Extracted data entries:
- Opening Delimiter -
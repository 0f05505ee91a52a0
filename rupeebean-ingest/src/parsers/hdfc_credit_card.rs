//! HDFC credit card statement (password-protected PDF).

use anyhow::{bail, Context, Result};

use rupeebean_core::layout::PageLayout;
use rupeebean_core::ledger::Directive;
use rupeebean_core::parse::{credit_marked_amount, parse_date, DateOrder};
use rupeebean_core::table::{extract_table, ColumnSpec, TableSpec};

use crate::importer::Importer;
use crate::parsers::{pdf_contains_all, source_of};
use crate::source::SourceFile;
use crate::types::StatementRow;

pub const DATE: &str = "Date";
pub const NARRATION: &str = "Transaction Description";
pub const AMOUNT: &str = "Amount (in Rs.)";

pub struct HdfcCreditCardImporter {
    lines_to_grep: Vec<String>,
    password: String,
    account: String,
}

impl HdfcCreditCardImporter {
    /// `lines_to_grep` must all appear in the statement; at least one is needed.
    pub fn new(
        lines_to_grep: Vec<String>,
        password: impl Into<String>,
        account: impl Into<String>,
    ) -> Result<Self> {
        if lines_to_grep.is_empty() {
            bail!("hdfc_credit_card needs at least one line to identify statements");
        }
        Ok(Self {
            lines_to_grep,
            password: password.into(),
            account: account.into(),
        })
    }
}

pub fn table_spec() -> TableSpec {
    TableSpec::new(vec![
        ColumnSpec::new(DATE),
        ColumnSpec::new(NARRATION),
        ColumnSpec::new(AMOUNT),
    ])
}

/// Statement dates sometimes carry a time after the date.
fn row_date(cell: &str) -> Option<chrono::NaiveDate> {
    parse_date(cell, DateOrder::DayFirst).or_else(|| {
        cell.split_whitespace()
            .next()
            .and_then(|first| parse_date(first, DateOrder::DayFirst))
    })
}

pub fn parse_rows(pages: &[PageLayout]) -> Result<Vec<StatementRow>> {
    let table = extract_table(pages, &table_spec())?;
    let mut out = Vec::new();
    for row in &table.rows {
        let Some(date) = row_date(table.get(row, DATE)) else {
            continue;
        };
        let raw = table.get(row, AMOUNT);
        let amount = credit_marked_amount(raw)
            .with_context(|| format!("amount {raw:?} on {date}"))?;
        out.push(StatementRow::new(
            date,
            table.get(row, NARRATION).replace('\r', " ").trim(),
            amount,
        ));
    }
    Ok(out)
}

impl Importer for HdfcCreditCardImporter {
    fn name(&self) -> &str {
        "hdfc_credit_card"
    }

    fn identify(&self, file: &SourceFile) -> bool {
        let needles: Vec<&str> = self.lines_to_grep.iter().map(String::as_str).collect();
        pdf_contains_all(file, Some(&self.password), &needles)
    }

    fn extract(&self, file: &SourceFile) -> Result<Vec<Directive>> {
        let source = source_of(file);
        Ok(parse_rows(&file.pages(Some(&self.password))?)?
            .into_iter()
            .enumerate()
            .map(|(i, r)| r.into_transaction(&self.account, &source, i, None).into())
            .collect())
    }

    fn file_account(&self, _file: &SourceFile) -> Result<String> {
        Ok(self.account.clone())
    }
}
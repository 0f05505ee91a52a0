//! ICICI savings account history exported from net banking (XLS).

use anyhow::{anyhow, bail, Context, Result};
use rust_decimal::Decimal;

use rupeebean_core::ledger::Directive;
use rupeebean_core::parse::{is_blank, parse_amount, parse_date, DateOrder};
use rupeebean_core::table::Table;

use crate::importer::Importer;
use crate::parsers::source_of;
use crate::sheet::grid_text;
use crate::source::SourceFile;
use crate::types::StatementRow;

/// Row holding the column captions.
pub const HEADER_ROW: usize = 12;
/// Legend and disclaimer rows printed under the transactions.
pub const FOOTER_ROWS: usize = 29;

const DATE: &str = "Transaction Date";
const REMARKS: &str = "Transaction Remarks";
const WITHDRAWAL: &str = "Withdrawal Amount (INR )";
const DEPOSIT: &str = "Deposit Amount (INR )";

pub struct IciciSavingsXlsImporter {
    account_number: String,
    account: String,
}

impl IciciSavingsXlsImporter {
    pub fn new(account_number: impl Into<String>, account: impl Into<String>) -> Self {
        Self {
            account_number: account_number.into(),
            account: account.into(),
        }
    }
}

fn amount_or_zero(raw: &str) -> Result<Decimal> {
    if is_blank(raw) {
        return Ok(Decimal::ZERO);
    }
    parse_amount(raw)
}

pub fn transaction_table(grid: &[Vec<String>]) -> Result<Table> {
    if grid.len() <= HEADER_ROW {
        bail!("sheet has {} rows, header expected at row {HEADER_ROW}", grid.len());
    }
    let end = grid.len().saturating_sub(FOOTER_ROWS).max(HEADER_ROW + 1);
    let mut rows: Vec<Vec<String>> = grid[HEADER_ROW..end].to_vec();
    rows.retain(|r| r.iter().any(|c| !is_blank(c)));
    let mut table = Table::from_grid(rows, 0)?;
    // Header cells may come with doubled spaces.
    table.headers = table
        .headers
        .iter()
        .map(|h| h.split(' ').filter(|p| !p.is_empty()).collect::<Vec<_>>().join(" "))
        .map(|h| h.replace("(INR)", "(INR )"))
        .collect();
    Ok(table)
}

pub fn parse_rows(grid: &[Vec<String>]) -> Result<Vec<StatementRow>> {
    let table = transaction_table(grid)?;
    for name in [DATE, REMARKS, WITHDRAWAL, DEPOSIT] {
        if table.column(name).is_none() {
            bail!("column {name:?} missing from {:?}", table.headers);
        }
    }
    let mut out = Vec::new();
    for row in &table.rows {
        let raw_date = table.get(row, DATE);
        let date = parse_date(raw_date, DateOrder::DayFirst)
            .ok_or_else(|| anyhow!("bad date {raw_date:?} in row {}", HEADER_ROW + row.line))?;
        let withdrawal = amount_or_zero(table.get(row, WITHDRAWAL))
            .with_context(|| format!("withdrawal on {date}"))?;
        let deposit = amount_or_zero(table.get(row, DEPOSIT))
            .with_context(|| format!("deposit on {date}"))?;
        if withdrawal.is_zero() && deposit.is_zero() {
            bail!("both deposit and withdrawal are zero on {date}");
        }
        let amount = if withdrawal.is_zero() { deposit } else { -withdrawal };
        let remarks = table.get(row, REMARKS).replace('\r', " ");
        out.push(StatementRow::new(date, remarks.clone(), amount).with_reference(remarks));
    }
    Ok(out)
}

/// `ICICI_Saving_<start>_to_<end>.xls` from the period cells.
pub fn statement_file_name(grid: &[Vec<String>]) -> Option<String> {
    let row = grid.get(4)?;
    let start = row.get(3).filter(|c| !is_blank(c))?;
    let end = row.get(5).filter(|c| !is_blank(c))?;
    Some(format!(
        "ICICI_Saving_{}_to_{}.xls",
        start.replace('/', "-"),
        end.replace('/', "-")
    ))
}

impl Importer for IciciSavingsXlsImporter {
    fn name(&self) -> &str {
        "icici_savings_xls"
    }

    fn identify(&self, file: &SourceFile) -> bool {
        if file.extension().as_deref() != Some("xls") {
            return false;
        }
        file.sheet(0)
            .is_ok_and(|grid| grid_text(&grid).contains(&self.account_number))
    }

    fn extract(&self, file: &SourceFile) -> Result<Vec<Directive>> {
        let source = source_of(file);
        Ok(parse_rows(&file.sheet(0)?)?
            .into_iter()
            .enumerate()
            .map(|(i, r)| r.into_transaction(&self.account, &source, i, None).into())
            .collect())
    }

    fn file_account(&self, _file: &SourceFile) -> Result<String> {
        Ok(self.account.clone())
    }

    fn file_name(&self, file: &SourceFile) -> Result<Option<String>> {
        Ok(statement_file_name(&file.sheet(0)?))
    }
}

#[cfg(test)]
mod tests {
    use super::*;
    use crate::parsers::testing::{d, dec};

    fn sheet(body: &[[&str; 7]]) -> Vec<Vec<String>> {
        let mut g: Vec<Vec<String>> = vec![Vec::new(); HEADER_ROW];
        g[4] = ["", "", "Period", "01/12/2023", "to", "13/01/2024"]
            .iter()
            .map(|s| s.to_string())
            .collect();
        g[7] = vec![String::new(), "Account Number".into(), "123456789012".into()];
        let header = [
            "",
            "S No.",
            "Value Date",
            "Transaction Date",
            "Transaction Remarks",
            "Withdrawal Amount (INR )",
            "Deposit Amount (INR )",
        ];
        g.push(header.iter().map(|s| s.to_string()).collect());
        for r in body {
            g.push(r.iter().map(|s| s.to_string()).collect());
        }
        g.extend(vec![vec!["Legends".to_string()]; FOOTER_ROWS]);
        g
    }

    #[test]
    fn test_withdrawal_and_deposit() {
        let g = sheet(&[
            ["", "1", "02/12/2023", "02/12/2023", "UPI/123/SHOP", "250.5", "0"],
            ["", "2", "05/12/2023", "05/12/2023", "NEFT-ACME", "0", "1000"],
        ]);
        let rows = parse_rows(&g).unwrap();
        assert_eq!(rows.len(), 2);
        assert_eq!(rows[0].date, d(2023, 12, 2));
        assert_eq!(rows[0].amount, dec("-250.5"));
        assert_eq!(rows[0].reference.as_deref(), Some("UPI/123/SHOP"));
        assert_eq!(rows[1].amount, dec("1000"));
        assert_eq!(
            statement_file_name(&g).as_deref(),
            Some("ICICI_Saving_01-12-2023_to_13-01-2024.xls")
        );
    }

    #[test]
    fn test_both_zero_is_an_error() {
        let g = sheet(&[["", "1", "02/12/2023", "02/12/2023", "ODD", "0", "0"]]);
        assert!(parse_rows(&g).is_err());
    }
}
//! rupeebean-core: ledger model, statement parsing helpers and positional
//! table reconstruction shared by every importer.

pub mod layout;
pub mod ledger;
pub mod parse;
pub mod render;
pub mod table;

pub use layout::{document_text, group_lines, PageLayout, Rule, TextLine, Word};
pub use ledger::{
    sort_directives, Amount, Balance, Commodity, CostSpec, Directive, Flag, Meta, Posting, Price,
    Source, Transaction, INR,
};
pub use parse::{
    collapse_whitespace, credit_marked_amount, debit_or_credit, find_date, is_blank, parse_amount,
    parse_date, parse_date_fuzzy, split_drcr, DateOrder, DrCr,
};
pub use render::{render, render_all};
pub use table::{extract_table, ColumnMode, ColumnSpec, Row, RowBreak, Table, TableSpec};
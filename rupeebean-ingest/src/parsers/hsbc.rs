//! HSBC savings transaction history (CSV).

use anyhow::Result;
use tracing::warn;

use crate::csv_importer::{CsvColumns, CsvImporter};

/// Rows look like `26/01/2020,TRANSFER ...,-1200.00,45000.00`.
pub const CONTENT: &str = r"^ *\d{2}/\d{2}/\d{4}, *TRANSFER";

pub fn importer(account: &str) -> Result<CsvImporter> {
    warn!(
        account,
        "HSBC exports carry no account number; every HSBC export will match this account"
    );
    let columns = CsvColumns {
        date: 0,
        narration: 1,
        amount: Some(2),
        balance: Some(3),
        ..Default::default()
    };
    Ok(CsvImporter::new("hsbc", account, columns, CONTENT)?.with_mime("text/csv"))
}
- Closing Delimiter -
Show all of the lines above in which "StatementRow" is present.

# Task answer
use crate::types::StatementRow;
pub fn parse_rows(pages: &[PageLayout]) -> Result<Vec<StatementRow>> {
        out.push(StatementRow::new(
use crate::types::StatementRow;
pub fn parse_rows(grid: &[Vec<String>]) -> Result<Vec<StatementRow>> {
        out.push(StatementRow::new(date, remarks.clone(), amount).with_reference(remarks));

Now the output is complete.